Rule 1 for surfacee plates: Don't put your coffee cup on the surface plate.
Rule 2 for surface plates: If anyone does so and it doesn't cause a fight -- then you don't have a metrology lab.
This includes the measurement instrument and fixtures or tools used in the measurement. For example, shaft run-out performed on a vee block and a dial indicator will yield incorrect results if the table sags from the weight of the crankshaft. 

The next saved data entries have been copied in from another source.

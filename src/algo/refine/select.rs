//! Element selection.

use rayon::prelude::*;

use crate::mesh::TetMesh;

use super::geometry::{dihedral_angle_range, edge_lengths, signed_volume};
use super::{RefineOptions, RefinementCriterion};

/// Field value marking an element as preselected.
pub const PRESELECTION_VALUE: f64 = 1.0;

/// Per-element split decisions for one iteration.
#[derive(Debug, Clone, Default, PartialEq, Eq)]
pub struct Selection {
    /// One flag per element, `true` to split.
    pub flags: Vec<bool>,
    /// Number of `true` flags.
    pub count: usize,
    /// Elements with zero or negative volume seen by the volume criterion.
    pub non_positive_volumes: usize,
}

impl Selection {
    /// Indices of selected elements, ascending.
    pub fn selected_indices(&self) -> Vec<usize> {
        self.flags
            .iter()
            .enumerate()
            .filter_map(|(i, &f)| f.then_some(i))
            .collect()
    }

    /// Returns true if nothing is selected.
    pub fn is_empty(&self) -> bool {
        self.count == 0
    }
}

/// Outcome of the live criterion on one element.
#[derive(Debug, Clone, Copy)]
struct Metric {
    pass: bool,
    non_positive_volume: bool,
}

fn evaluate(mesh: &TetMesh, elem: usize, options: &RefineOptions) -> Metric {
    let points = mesh.elem_points(elem);
    match options.criterion {
        RefinementCriterion::IsoValue => Metric {
            pass: mesh.value(elem) == options.iso_value,
            non_positive_volume: false,
        },
        RefinementCriterion::EdgeLength => {
            let longest = edge_lengths(&points)
                .into_iter()
                .fold(f64::NEG_INFINITY, f64::max);
            Metric {
                pass: longest > options.edge_length,
                non_positive_volume: false,
            }
        }
        RefinementCriterion::Volume => {
            let volume = signed_volume(&points);
            Metric {
                pass: volume > options.volume,
                non_positive_volume: volume <= 0.0,
            }
        }
        RefinementCriterion::DihedralAngle => {
            let (min, max) = dihedral_angle_range(&points);
            Metric {
                pass: min >= options.dihedral_min && max <= options.dihedral_max,
                non_positive_volume: false,
            }
        }
    }
}

/// Decide which elements of `mesh` to split.
///
/// Without preselection an element is selected iff it passes the criterion.
/// With [`RefineOptions::use_field_preselection`], elements whose value is
/// [`PRESELECTION_VALUE`] form a mask. An iso-value run uses the mask
/// directly (or selects nothing when `iso_value` is not the preselection
/// value); a geometric run keeps a masked element only while it also passes
/// the criterion.
pub fn select_elements(mesh: &TetMesh, options: &RefineOptions) -> Selection {
    let n = mesh.num_elems();
    let preselect = options.use_field_preselection;
    let mut flags = vec![false; n];
    let mut count: isize = 0;

    if preselect || options.criterion == RefinementCriterion::IsoValue {
        let mask_disabled = preselect
            && options.criterion == RefinementCriterion::IsoValue
            && options.iso_value != PRESELECTION_VALUE;
        if !mask_disabled {
            let target = if preselect {
                PRESELECTION_VALUE
            } else {
                options.iso_value
            };
            for (flag, &value) in flags.iter_mut().zip(mesh.values()) {
                if value == target {
                    *flag = true;
                    count += 1;
                }
            }
        }
    }

    let mut non_positive_volumes = 0;

    if options.criterion != RefinementCriterion::IsoValue {
        let metrics: Vec<Metric> = if options.parallel {
            (0..n)
                .into_par_iter()
                .map(|e| evaluate(mesh, e, options))
                .collect()
        } else {
            (0..n).map(|e| evaluate(mesh, e, options)).collect()
        };

        for (flag, metric) in flags.iter_mut().zip(&metrics) {
            if metric.non_positive_volume {
                non_positive_volumes += 1;
            }
            let masked_in = *flag && preselect;
            match (metric.pass, masked_in) {
                (true, _) if !preselect => {
                    *flag = true;
                    count += 1;
                }
                (false, true) => {
                    *flag = false;
                    count -= 1;
                }
                (true, true) => {}
                _ => *flag = false,
            }
        }
    }

    if non_positive_volumes > 0 {
        log::debug!(
            "{} elements have zero or negative volume",
            non_positive_volumes
        );
    }

    let count = count.max(0) as usize;
    debug_assert_eq!(count, flags.iter().filter(|&&f| f).count());
    log::debug!(
        "selected {} of {} elements by {}",
        count,
        n,
        options.criterion.name()
    );

    Selection {
        flags,
        count,
        non_positive_volumes,
    }
}
const CASE_4A_NON_NEGATIVE: [[u8; 4]; 6] = [
    [7, 9, 8, 3],
    [6, 7, 9, 8],
    [6, 1, 0, 8],
    [6, 0, 7, 8],
    [1, 6, 2, 9],
    [1, 8, 6, 9],
];

const CASE_4B: [[u8; 4]; 6] = [
    [6, 8, 1, 5],
    [6, 8, 0, 1],
    [6, 7, 0, 8],
    [8, 7, 3, 2],
    [6, 8, 5, 2],
    [6, 8, 2, 7],
];

const CASE_5: [[u8; 4]; 7] = [
    [7, 8, 9, 3],
    [6, 5, 2, 9],
    [5, 7, 1, 8],
    [5, 7, 0, 1],
    [5, 7, 6, 0],
    [5, 7, 9, 6],
    [7, 8, 5, 9],
];

// The published case 6 keeps one child edge at full parent length; splitting
// around the centroid instead saves an iteration.
const CASE_6: [[u8; 4]; 12] = [
    [7, 8, 9, 3],
    [6, 5, 2, 9],
    [4, 1, 5, 8],
    [0, 4, 6, 7],
    [6, 10, 4, 5],
    [6, 4, 10, 7],
    [6, 7, 10, 9],
    [6, 9, 10, 5],
    [10, 5, 8, 4],
    [10, 8, 5, 9],
    [10, 8, 9, 7],
    [10, 8, 7, 4],
];

/// Child templates indexed by `CanonicalCase::id() - 1`.
const TEMPLATES: [&[[u8; 4]]; 12] = [
    &CASE_1,
    &CASE_2A,
    &CASE_2B,
    &CASE_3A,
    &CASE_3B,
    &CASE_3C,
    &CASE_4A,
    &CASE_4B,
    &CASE_5,
    &CASE_6,
    &CASE_3C_NON_NEGATIVE,
    &CASE_4A_NON_NEGATIVE,
];

impl CanonicalCase {
    /// All cases in id order.
    pub const ALL: [CanonicalCase; 12] = [
        One,
        TwoA,
        TwoB,
        ThreeA,
        ThreeB,
        ThreeC,
        FourA,
        FourB,
        Five,
        Six,
        ThreeCNonNegative,
        FourANonNegative,
    ];

    /// Case id in `1..=12`.
    pub fn id(self) -> usize {
        match self {
            One => 1,
            TwoA => 2,
            TwoB => 3,
            ThreeA => 4,
            ThreeB => 5,
            ThreeC => 6,
            FourA => 7,
            FourB => 8,
            Five => 9,
            Six => 10,
            ThreeCNonNegative => 11,
            FourANonNegative => 12,
        }
    }

    /// Case for an id in `1..=12`.
    pub fn from_id(id: usize) -> Option<Self> {
        Self::ALL.get(id.checked_sub(1)?).copied()
    }

    /// Short name, as used in the literature.
    pub fn name(self) -> &'static str {
        match self {
            One => "1",
            TwoA => "2a",
            TwoB => "2b",
            ThreeA => "3a",
            ThreeB => "3b",
            ThreeC => "3c",
            FourA => "4a",
            FourB => "4b",
            Five => "5",
            Six => "6",
            ThreeCNonNegative => "3c'",
            FourANonNegative => "4a'",
        }
    }

    /// Child tetrahedra as template slots.
    pub fn templates(self) -> &'static [[u8; 4]] {
        TEMPLATES[self.id() - 1]
    }

    /// Number of child tetrahedra.
    pub fn child_count(self) -> usize {
        self.templates().len()
    }
}

/// Where a template slot takes its node from, in terms of parent corners.
#[derive(Debug, Clone, Copy, PartialEq, Eq)]
pub enum SlotSource {
    /// An original parent corner.
    Corner(usize),
    /// The midpoint of the edge between two parent corners.
    Midpoint(usize, usize),
    /// The centroid of the parent.
    Centroid,
}

/// One row of the case table.
#[derive(Debug, Clone, Copy, PartialEq, Eq)]
pub struct CaseRow {
    /// Parent corner used for relabelled corner `i`.
    pub recode: [u8; 4],
    /// Canonical pattern applied after relabelling.
    pub case: CanonicalCase,
}

impl CaseRow {
    /// Resolve a template slot to parent corners.
    ///
    /// Returns `None` for slot values outside `0..=10`.
    pub fn slot_source(&self, slot: u8) -> Option<SlotSource> {
        match slot {
            0..=3 => Some(SlotSource::Corner(self.recode[slot as usize] as usize)),
            4..=9 => {
                let (a, b) = TET_EDGES[slot as usize - 4];
                Some(SlotSource::Midpoint(
                    self.recode[a] as usize,
                    self.recode[b] as usize,
                ))
            }
            CENTROID_SLOT => Some(SlotSource::Centroid),
            _ => None,
        }
    }

    /// Number of child tetrahedra this row produces.
    pub fn child_count(&self) -> usize {
        self.case.child_count()
    }
}

const fn row(recode: [u8; 4], case: CanonicalCase) -> CaseRow {
    CaseRow { recode, case }
}

/// Standard table for positively oriented elements, indexed by `code - 1`.
#[rustfmt::skip]
const STANDARD_ROWS: [CaseRow; MAX_CASE_CODE] = [
    row([2, 3, 0, 1], One),               //  1: 2-3
    row([1, 3, 2, 0], One),               //  2: 1-3
    row([1, 3, 2, 0], TwoA),              //  3: 1-3, 2-3
    row([3, 0, 2, 1], One),               //  4: 0-3
    row([2, 3, 0, 1], TwoA),              //  5: 0-3, 2-3
    row([0, 3, 1, 2], TwoA),              //  6: 0-3, 1-3
    row([3, 0, 2, 1], ThreeA),            //  7: 0-3, 1-3, 2-3
    row([0, 2, 3, 1], One),               //  8: 0-2
    row([0, 2, 3, 1], TwoA),              //  9: 0-2, 2-3
    row([1, 3, 2, 0], TwoB),              // 10: 0-2, 1-3
    row([3, 2, 0, 1], ThreeCNonNegative), // 11: 0-2, 1-3, 2-3
    row([3, 0, 2, 1], TwoA),              // 12: 0-2, 0-3
    row([3, 2, 1, 0], ThreeB),            // 13: 0-2, 0-3, 2-3
    row([3, 0, 2, 1], ThreeC),            // 14: 0-2, 0-3, 1-3
    row([0, 1, 2, 3], FourA),             // 15: 0-2, 0-3, 1-3, 2-3
    row([1, 2, 0, 3], One),               // 16: 1-2
    row([3, 2, 1, 0], TwoA),              // 17: 1-2, 2-3
    row([2, 1, 3, 0], TwoA),              // 18: 1-2, 1-3
    row([1, 2, 0, 3], ThreeB),            // 19: 1-2, 1-3, 2-3
    row([3, 0, 2, 1], TwoB),              // 20: 1-2, 0-3
    row([3, 2, 1, 0], ThreeC),            // 21: 1-2, 0-3, 2-3
    row([3, 1, 2, 0], ThreeCNonNegative), // 22: 1-2, 0-3, 1-3
    row([2, 0, 1, 3], FourA),             // 23: 1-2, 0-3, 1-3, 2-3
    row([1, 2, 0, 3], TwoA),              // 24: 1-2, 0-2
    row([2, 1, 3, 0], ThreeA),            // 25: 1-2, 0-2, 2-3
    row([1, 2, 0, 3], ThreeC),            // 26: 1-2, 0-2, 1-3
    row([1, 0, 3, 2], FourA),             // 27: 1-2, 0-2, 1-3, 2-3
    row([2, 0, 3, 1], ThreeCNonNegative), // 28: 1-2, 0-2, 0-3
    row([3, 1, 0, 2], FourA),             // 29: 1-2, 0-2, 0-3, 2-3
    row([0, 1, 2, 3], FourB),             // 30: 1-2, 0-2, 0-3, 1-3
    row([0, 1, 2, 3], Five),              // 31: 1-2, 0-2, 0-3, 1-3, 2-3
    row([0, 1, 2, 3], One),               // 32: 0-1
    row([0, 1, 2, 3], TwoB),              // 33: 0-1, 2-3
    row([3, 1, 0, 2], TwoA),              // 34: 0-1, 1-3
    row([1, 3, 2, 0], ThreeC),            // 35: 0-1, 1-3, 2-3
    row([1, 0, 3, 2], TwoA),              // 36: 0-1, 0-3
    row([0, 3, 2, 1], ThreeCNonNegative), // 37: 0-1, 0-3, 2-3
    row([0, 1, 2, 3], ThreeB),            // 38: 0-1, 0-3, 1-3
    row([1, 2, 0, 3], FourA),             // 39: 0-1, 0-3, 1-3, 2-3
    row([2, 0, 1, 3], TwoA),              // 40: 0-1, 0-2
    row([0, 2, 3, 1], ThreeC),            // 41: 0-1, 0-2, 2-3
    row([1, 0, 2, 3], ThreeCNonNegative), // 42: 0-1, 0-2, 1-3
    row([3, 0, 2, 1], FourB),             // 43: 0-1, 0-2, 1-3, 2-3
    row([0, 1, 2, 3], ThreeA),            // 44: 0-1, 0-2, 0-3
    row([3, 1, 2, 0], FourANonNegative),  // 45: 0-1, 0-2, 0-3, 2-3
    row([3, 2, 1, 0], FourA),             // 46: 0-1, 0-2, 0-3, 1-3
    row([1, 2, 0, 3], Five),              // 47: 0-1, 0-2, 0-3, 1-3, 2-3
    row([0, 1, 2, 3], TwoA),              // 48: 0-1, 1-2
    row([2, 1, 0, 3], ThreeCNonNegative), // 49: 0-1, 1-2, 2-3
    row([1, 3, 2, 0], ThreeA),            // 50: 0-1, 1-2, 1-3
    row([3, 0, 2, 1], FourA),             // 51: 0-1, 1-2, 1-3, 2-3
    row([0, 1, 2, 3], ThreeC),            // 52: 0-1, 1-2, 0-3
    row([1, 3, 2, 0], FourB),             // 53: 0-1, 1-2, 0-3, 2-3
    row([0, 2, 3, 1], FourA),             // 54: 0-1, 1-2, 0-3, 1-3
    row([0, 2, 3, 1], Five),              // 55: 0-1, 1-2, 0-3, 1-3, 2-3
    row([0, 2, 3, 1], ThreeB),            // 56: 0-1, 1-2, 0-2
    row([0, 3, 1, 2], FourA),             // 57: 0-1, 1-2, 0-2, 2-3
    row([2, 3, 0, 1], FourA),             // 58: 0-1, 1-2, 0-2, 1-3
    row([3, 0, 2, 1], Five),              // 59: 0-1, 1-2, 0-2, 1-3, 2-3
    row([1, 3, 2, 0], FourA),             // 60: 0-1, 1-2, 0-2, 0-3
    row([1, 3, 2, 0], Five),              // 61: 0-1, 1-2, 0-2, 0-3, 2-3
    row([3, 2, 1, 0], Five),              // 62: 0-1, 1-2, 0-2, 0-3, 1-3
    row([0, 1, 2, 3], Six),               // 63: all edges
];

/// Winding convention of the input elements.
#[derive(Debug, Clone, Copy, Default, PartialEq, Eq)]
pub enum Orientation {
    /// Elements have positive signed volume.
    #[default]
    Standard,
    /// Elements are wound the other way (negative signed volume).
    Inverted,
}

impl Orientation {
    /// `Inverted` when `inverted` is true.
    pub fn from_inverted(inverted: bool) -> Self {
        if inverted {
            Orientation::Inverted
        } else {
            Orientation::Standard
        }
    }
}

/// Corner relabelling that turns an inverted element into a standard one.
const INVERT_SWAP: [u8; 4] = [1, 0, 2, 3];

/// Index of the edge joining two local corners.
pub fn edge_index(a: usize, b: usize) -> Option<usize> {
    let key = if a < b { (a, b) } else { (b, a) };
    TET_EDGES.iter().position(|&e| e == key)
}

/// Case-code bit for edge `k` (I has weight 32, VI weight 1).
#[inline]
pub fn edge_bit(k: usize) -> u8 {
    1 << (5 - k)
}

/// Code of the same cut pattern seen through a corner relabelling.
///
/// Edge `(a, b)` of the relabelled element is cut iff edge
/// `(perm[a], perm[b])` of the original is.
fn permute_code(code: usize, perm: [u8; 4]) -> usize {
    let mut out = 0;
    for (k, &(a, b)) in TET_EDGES.iter().enumerate() {
        let Some(orig) = edge_index(perm[a] as usize, perm[b] as usize) else {
            continue;
        };
        if (code & edge_bit(orig) as usize) != 0 {
            out |= edge_bit(k) as usize;
        }
    }
    out
}

/// Run-scoped case table.
///
/// Each refinement run builds its own immutable copy, so runs with
/// different orientation settings never share mutable state.
#[derive(Debug, Clone)]
pub struct CaseTable {
    rows: [CaseRow; MAX_CASE_CODE],
    orientation: Orientation,
}

impl CaseTable {
    /// Build the table for the given element winding.
    ///
    /// For [`Orientation::Inverted`] every row is rewritten to relabel the
    /// element as `(c1, c0, c2, c3)` first, which makes it positively wound;
    /// the children then come out with positive volume and still split
    /// exactly the coded edges.
    pub fn new(orientation: Orientation) -> Self {
        let rows = match orientation {
            Orientation::Standard => STANDARD_ROWS,
            Orientation::Inverted => std::array::from_fn(|i| {
                let swapped = permute_code(i + 1, INVERT_SWAP);
                let base = STANDARD_ROWS[swapped - 1];
                CaseRow {
                    recode: base.recode.map(|c| INVERT_SWAP[c as usize]),
                    case: base.case,
                }
            }),
        };
        Self { rows, orientation }
    }

    /// Winding this table was built for.
    pub fn orientation(&self) -> Orientation {
        self.orientation
    }

    /// Row for a non-zero case code.
    ///
    /// # Errors
    /// [`RefineError::CaseCodeOutOfRange`] for code 0 or codes above 63.
    pub fn lookup(&self, code: usize) -> Result<CaseRow> {
        if code == 0 || code > MAX_CASE_CODE {
            return Err(RefineError::CaseCodeOutOfRange { code });
        }
        Ok(self.rows[code - 1])
    }

    /// Row for an element with the given signed volume.
    ///
    /// An inverted table applies its relabelled rows to negatively wound
    /// elements only. Elements that are already positive, such as children
    /// emitted by an earlier iteration, take the standard rows, so repeated
    /// passes never flip a child back.
    pub fn lookup_oriented(&self, code: usize, volume: f64) -> Result<CaseRow> {
        let row = self.lookup(code)?;
        if self.orientation == Orientation::Inverted && volume > 0.0 {
            return Ok(STANDARD_ROWS[code - 1]);
        }
        Ok(row)
    }

    /// All rows with their codes.
    pub fn rows(&self) -> impl Iterator<Item = (usize, &CaseRow)> + '_ {
        self.rows.iter().enumerate().map(|(i, r)| (i + 1, r))
    }
}

impl Default for CaseTable {
    fn default() -> Self {
        Self::new(Orientation::Standard)
    }
}
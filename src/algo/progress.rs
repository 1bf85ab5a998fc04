//! Progress reporting for long-running algorithms.
//!
//! This module provides a simple progress callback mechanism that algorithms
//! can use to report their progress to callers.
//!
//! # Example
//!
//! ```
//! use tetrefine::algo::Progress;
//!
//! let progress = Progress::new(|current, total, message| {
//!     println!("[{}/{}] {}", current, total, message);
//! });
//! progress.report(1, 5, "refining");
//! ```

use std::fmt;

/// Stage of a refinement iteration, reported through [`Progress::report_stage`].
#[derive(Debug, Clone, Copy, PartialEq, Eq)]
pub enum RefineStage {
    /// Evaluating the selection criterion on every element.
    Selecting,
    /// Choosing the edges to bisect.
    Planning,
    /// Emitting child elements.
    Subdividing,
    /// Coincident nodes and duplicate elements merged; iteration complete.
    Merged,
    /// The driver stopped.
    Terminated,
}

impl RefineStage {
    /// Short human-readable label.
    pub fn label(self) -> &'static str {
        match self {
            RefineStage::Selecting => "selecting elements",
            RefineStage::Planning => "planning edge cuts",
            RefineStage::Subdividing => "subdividing",
            RefineStage::Merged => "merged",
            RefineStage::Terminated => "done",
        }
    }
}

impl fmt::Display for RefineStage {
    fn fmt(&self, f: &mut fmt::Formatter<'_>) -> fmt::Result {
        f.write_str(self.label())
    }
}

/// A progress callback that receives updates during long-running operations.
///
/// The callback receives:
/// - `current`: Current step (0-based)
/// - `total`: Total number of steps
/// - `message`: Description of the current operation
pub struct Progress {
    callback: Box<dyn Fn(usize, usize, &str) + Send + Sync>,
}

impl Progress {
    /// Create a new progress reporter with the given callback.
    pub fn new<F>(callback: F) -> Self
    where
        F: Fn(usize, usize, &str) + Send + Sync + 'static,
    {
        Self {
            callback: Box::new(callback),
        }
    }

    /// Report progress.
    #[inline]
    pub fn report(&self, current: usize, total: usize, message: &str) {
        (self.callback)(current, total, message);
    }

    /// Report a refinement stage within an iteration.
    ///
    /// Each iteration is split into four steps (select, plan, subdivide,
    /// merge), so the callback sees `iteration * 4 + step` out of
    /// `max_iterations * 4`. [`RefineStage::Terminated`] always reports
    /// completion.
    pub fn report_stage(&self, iteration: usize, max_iterations: usize, stage: RefineStage) {
        let total = max_iterations.max(1) * 4;
        let current = match stage {
            RefineStage::Selecting => iteration * 4,
            RefineStage::Planning => iteration * 4 + 1,
            RefineStage::Subdividing => iteration * 4 + 2,
            RefineStage::Merged => iteration * 4 + 3,
            RefineStage::Terminated => total,
        };
        let message = format!("iteration {}: {}", iteration + 1, stage);
        (self.callback)(current.min(total), total, &message);
    }

    /// Create a no-op progress reporter that discards all updates.
    pub fn none() -> Self {
        Self::new(|_, _, _| {})
    }
}

impl Default for Progress {
    fn default() -> Self {
        Self::none()
    }
}

impl fmt::Debug for Progress {
    fn fmt(&self, f: &mut fmt::Formatter<'_>) -> fmt::Result {
        f.debug_struct("Progress").finish_non_exhaustive()
    }
}
//! # tetrefine
//!
//! Local refinement of tetrahedral volume meshes.
//!
//! tetrefine splits the tetrahedra selected by a per-element criterion (field
//! value, edge length, volume or dihedral angles) by bisecting their longest
//! edges. A 63-row case table maps every pattern of cut edges to one of twelve
//! subdivision templates, so neighbouring elements are split consistently and
//! the mesh stays conforming. Iterations repeat until nothing is selected or
//! an iteration cap is hit.
//!
//! ## Features
//!
//! - **Tetrahedral mesh arena**: nodes, elements and one scalar per element
//! - **Four selection criteria**: with an optional field-value preselection mask
//! - **Boundary suppression**: leave elements touching the outer surface alone
//! - **Either winding**: a run-scoped case table for inverted element ordering
//! - **Node welding**: coincident midpoints merged after every pass
//!
//! ## Quick Start
//!
//! ```
//! use tetrefine::prelude::*;
//!
//! // A unit cube of 2x2x2 cells; elements left of x = 0.5 carry value 1.
//! let mesh = build_box_mesh(&BoxSpec::unit(2), |c| if c.x < 0.5 { 1.0 } else { 0.0 }).unwrap();
//!
//! let options = RefineOptions::matching(1.0).with_max_iterations(2);
//! let result = refine(&mesh, &options).unwrap();
//!
//! println!("{} -> {} elements", mesh.num_elems(), result.mesh.num_elems());
//! for remark in &result.report.remarks {
//!     println!("{}", remark);
//! }
//! ```
//!
//! ## Building Meshes Programmatically
//!
//! ```
//! use tetrefine::prelude::*;
//! use nalgebra::Point3;
//!
//! let vertices = vec![
//!     Point3::new(0.0, 0.0, 0.0),
//!     Point3::new(1.0, 0.0, 0.0),
//!     Point3::new(0.0, 1.0, 0.0),
//!     Point3::new(0.0, 0.0, 1.0),
//! ];
//!
//! let mesh = build_tet_mesh(&vertices, &[[0, 1, 2, 3]], &[0.0]).unwrap();
//! assert_eq!(mesh.num_nodes(), 4);
//! assert_eq!(mesh.num_elems(), 1);
//! ```

#![warn(missing_docs)]
#![warn(clippy::all)]

pub mod algo;
pub mod error;
pub mod mesh;

/// Prelude module for convenient imports.
///
/// This module re-exports the most commonly used types and functions:
///
/// ```
/// use tetrefine::prelude::*;
/// ```
pub mod prelude {
    pub use crate::algo::refine::{
        refine, refine_with_progress, RefineOptions, RefineReport, RefinementCriterion,
        Refinement, Remark, Termination,
    };
    pub use crate::algo::Progress;
    pub use crate::error::{RefineError, Result};
    pub use crate::mesh::{
        build_box_mesh, build_from_cells, build_tet_mesh, BoundarySurface, BoxSpec, TetMesh,
    };
}

// Re-export nalgebra types for convenience
pub use nalgebra;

Have you ever had this happen to you? I have. A part measures beyond wear limits and the customer states that "it doesn't look worn to me". Like he has micrometer eyeballs! Eyeballs are less precise than a dial caliper. A Dial caliper is less precise than a micrometer. Part of the measurement process is selecting the proper measurement instrument for the part and the tolerances in question.
Less Precise each division is 200 psi

More Precise each division is 50 psi

Operator Error

That human influence can be corrupted by the goals of the interrogation where a source inspection seeks to prove that the measurement passes and stops when the objective is achieved while the buyers inspection seeks to discover what's wrong and stops when his objectives are achieved.

When you are personally affected by the outcome of a measurement, the measurement result may be biased toward the desired outcome. Often repeated measurements are taken until the desired measurement is achieved. This is the Placebo affect and was at work in the Alaska Airlines accident discussed earlier. Science knows that bias influences results at the unconscious level. Rigorous double-blind experiments attempt to remove bias. Bias is not the fault of the scientist or mechanic - it is part of human nature. Employer's and inspector's efforts to stamp out bias through sanctions have the opposite result of increasing bias.

2. Measurements taken using improper technique or improper instrument usage shall be considered invalid.
Alaska airlines used a different fixture to pull the jackscrew into position than what the aircraft manufacturer specified. Accident analysis revealed that the Alaska Airlines fixture did not pull as tightly as the factory fixture. This resulted in less measured wear than their actually was. Instrument error also occurs when one uses a different measurement tool than the one prescribed. Using a less accurate dial caliper instead of a more accurate micrometer is an obvious example.
Corollary: Random procedures produce random results.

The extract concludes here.